Baru beberapa bulan bekerja sudah begitu banyak polemik yang mereka
buat. Yang pertama tentu saja pemecatan Alfred Riedl. Disambut dengan
rencana membuat kompetisi profesional dengan peserta baru hasil
verifikasi.
Nah kompetisi ini rencana akan menggunakan kompetisi 2
wilayah, sistem kompetisi yang melanggar statuta PSSI. Anggota Komite
Eksekutif PSSI, La Nyalla, mengkritik hal itu dan akhirnya kompetisi 2
wilayah tidak jadi. Selesaikah? Ternyata tidak. PSSI kembali melakukan
kesalahan terhadap statuta.
PSSI akan mengadakan kompetisi 1 wilayah dengan 24 peserta. Peserta
terdiri dari 14 klub ISL, 4 klub promosi, serta 6 klub baru. Pelanggaran
statuta yang dilakukan PSSI adalah mengenai jumlah peserta dan juga
status peserta yang bermasalah.
Peserta yang terindikasi bermasalah
adalah Persema, Persibo dan Persebaya. Masuknya klub-klub LPI diyakini
untuk menyelamatkan muka LPI. Persema dan Persibo statusnya dibekukan
dalam kongres.

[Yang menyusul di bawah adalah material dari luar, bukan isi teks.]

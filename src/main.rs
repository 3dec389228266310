use color_eyre::Result;
use fleetwatch::{
    api::FlightProvider,
    app::App,
    config::{Config, CONFIG_PATH},
    events::{Event, EventHandler},
    fleet::FlightStore,
    logging,
    region::{RefreshSettings, RegionCatalog},
    ui,
    weather::MetarProvider,
};
use ratatui::{backend::CrosstermBackend, Terminal};
use std::{io, path::Path, sync::Arc, time::Duration};
use tokio::time::MissedTickBehavior;
use tracing::{error, info};

#[tokio::main]
async fn main() -> Result<()> {
    let (config, origin) = Config::load(CONFIG_PATH);

    // Instrumentation and safety
    let _log_guard = logging::initialize_logging(&config.logging);
    origin.log(Path::new(CONFIG_PATH));
    install_panic_hook();
    color_eyre::install()?;

    // Data sources and shared state
    let store = Arc::new(FlightStore::new());
    let feed = Arc::new(FlightProvider::new(&config.feed)?);
    let weather = Arc::new(MetarProvider::new(&config.weather)?);
    let catalog = RegionCatalog::open(
        &config.regions.definitions_path,
        weather,
        RefreshSettings::from(&config.weather),
        config.heatmap.into(),
    )?;

    // Ready terminal and state
    let mut terminal = setup_terminal()?;
    let mut app = App::new(config.clone());
    app.refresh_rows(&catalog);
    let mut events = EventHandler::new(config.ui.tick_rate_ms);

    // Background fleet poller. Every tick gets its own task so a slow cycle
    // never delays the next one; the store drops overlapping cycles itself.
    let poll_tx = events.tx.clone();
    let poll_store = Arc::clone(&store);
    let poll_every = Duration::from_secs(config.feed.poll_interval_seconds.max(1));
    let staleness = config.feed.staleness_threshold_seconds;
    let poller = tokio::spawn(async move {
        let mut interval = tokio::time::interval(poll_every);
        interval.set_missed_tick_behavior(MissedTickBehavior::Skip);
        loop {
            interval.tick().await;
            let tx = poll_tx.clone();
            let store = Arc::clone(&poll_store);
            let feed = Arc::clone(&feed);
            tokio::spawn(async move {
                let disposal = store.update_fleet(feed.as_ref(), staleness).await;
                let is_success = disposal.is_some();
                let _ = tx.send(Event::FleetUpdate {
                    disposal,
                    timestamp: std::time::Instant::now(),
                    is_success,
                });
            });
        }
    });

    // Main loop
    let result = run(&mut terminal, &mut app, &mut events, &store, &catalog).await;

    poller.abort();
    catalog.shutdown();
    catalog.join_refresh().await;
    restore_terminal(terminal)?;
    info!("Shut down cleanly.");
    result
}

async fn run(
    terminal: &mut Terminal<CrosstermBackend<io::Stdout>>,
    app: &mut App,
    events: &mut EventHandler,
    store: &FlightStore,
    catalog: &RegionCatalog<MetarProvider>,
) -> Result<()> {
    while !app.should_quit {
        app.sync_heatmap(catalog);
        terminal.draw(|f| ui::render(f, app))?;

        match events.next().await {
            Some(Event::Tick) => app.on_tick(),
            Some(Event::Input(key)) => app.handle_key(key),
            Some(Event::FleetUpdate {
                disposal,
                timestamp,
                is_success,
            }) => app.on_fleet_update(disposal, timestamp, is_success, store, catalog),
            None => {
                error!("Event channel closed, exiting.");
                break;
            }
        }
    }
    Ok(())
}

fn setup_terminal() -> Result<Terminal<CrosstermBackend<io::Stdout>>> {
    crossterm::terminal::enable_raw_mode()?;
    let mut stdout = io::stdout();
    crossterm::execute!(
        stdout,
        crossterm::terminal::EnterAlternateScreen,
        crossterm::cursor::Hide
    )?;
    Ok(Terminal::new(CrosstermBackend::new(stdout))?)
}

fn restore_terminal(mut terminal: Terminal<CrosstermBackend<io::Stdout>>) -> Result<()> {
    crossterm::terminal::disable_raw_mode()?;
    crossterm::execute!(
        terminal.backend_mut(),
        crossterm::terminal::LeaveAlternateScreen,
        crossterm::cursor::Show
    )?;
    Ok(())
}

fn install_panic_hook() {
    let original_hook = std::panic::take_hook();
    std::panic::set_hook(Box::new(move |panic_info| {
        // Force terminal cleanup!
        crossterm::terminal::disable_raw_mode().ok();
        crossterm::execute!(
            std::io::stdout(),
            crossterm::terminal::LeaveAlternateScreen,
            crossterm::cursor::Show
        )
        .ok();
        original_hook(panic_info);
    }));
}
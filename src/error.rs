//! Error types for the feed, weather and region layers.
//!
//! None of these are fatal: the fleet cycle aborts, the weather loop retries
//! and catalog load reports back to `main`.

use thiserror::Error;

#[derive(Debug, Error)]
pub enum FeedError {
    #[error("flight feed request failed: {0}")]
    Http(#[from] reqwest::Error),

    #[error("flight feed returned HTTP {0}")]
    Status(u16),

    #[error("flight feed payload is not valid JSON: {0}")]
    Parse(#[from] serde_json::Error),

    #[error("flight feed payload is not a JSON array")]
    NotAnArray,
}

#[derive(Debug, Error)]
pub enum WeatherError {
    #[error("METAR request failed: {0}")]
    Http(#[from] reqwest::Error),

    #[error("METAR source returned HTTP {0}")]
    Status(u16),

    #[error("METAR payload could not be decoded: {0}")]
    Parse(#[from] serde_json::Error),
}

#[derive(Debug, Error)]
pub enum CatalogError {
    #[error("could not read region definitions: {0}")]
    Io(#[from] std::io::Error),

    #[error("region definitions are malformed: {0}")]
    Parse(#[from] serde_json::Error),

    #[error(
        "region '{name}' has inverted bounds \
         (lat {lat_min}..{lat_max}, lon {lon_min}..{lon_max})"
    )]
    InvalidBounds {
        name: String,
        lat_min: f64,
        lat_max: f64,
        lon_min: f64,
        lon_max: f64,
    },
}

Persebaya sendiri yang layak mengikuti kompetisi ISL
adalah Persebaya Wisnu.
La Nyalla sendiri melontarkan ancaman untuk melengserkan Ketua Umum
PSSI,Djohar Arifin, melalui mekanisme Kongres Luar Biasa, bila PSSI
kerap mengeluarkan keputusan yang melanggar statuta yang ada. PSSI yang
dulunya melengserkan Nurdin Halid karena melanggar statuta, sekarang
malah jatuh pada dosa yang sama.
Hal inilah yang tidak diinginkan oleh
La Nyalla dan saya yakin juga sebagian besar pencinta sepakbola
Indonesia. Perjuangan melengserkan Nurdin malah dinodai dengan
pelanggaran statuta.
Pengurus kali ini memang kurang paham dalam mengelola sepakbola.
Pergantian pelatih dan sistem kompetisi yang melanggar statuta adalah
buktinya. Mungkinkah pengurus saat ini mampu mengelola sepakbola kita?
Sampai kapankah kepengurusan ini bertahan? Semoga ada perbaikan.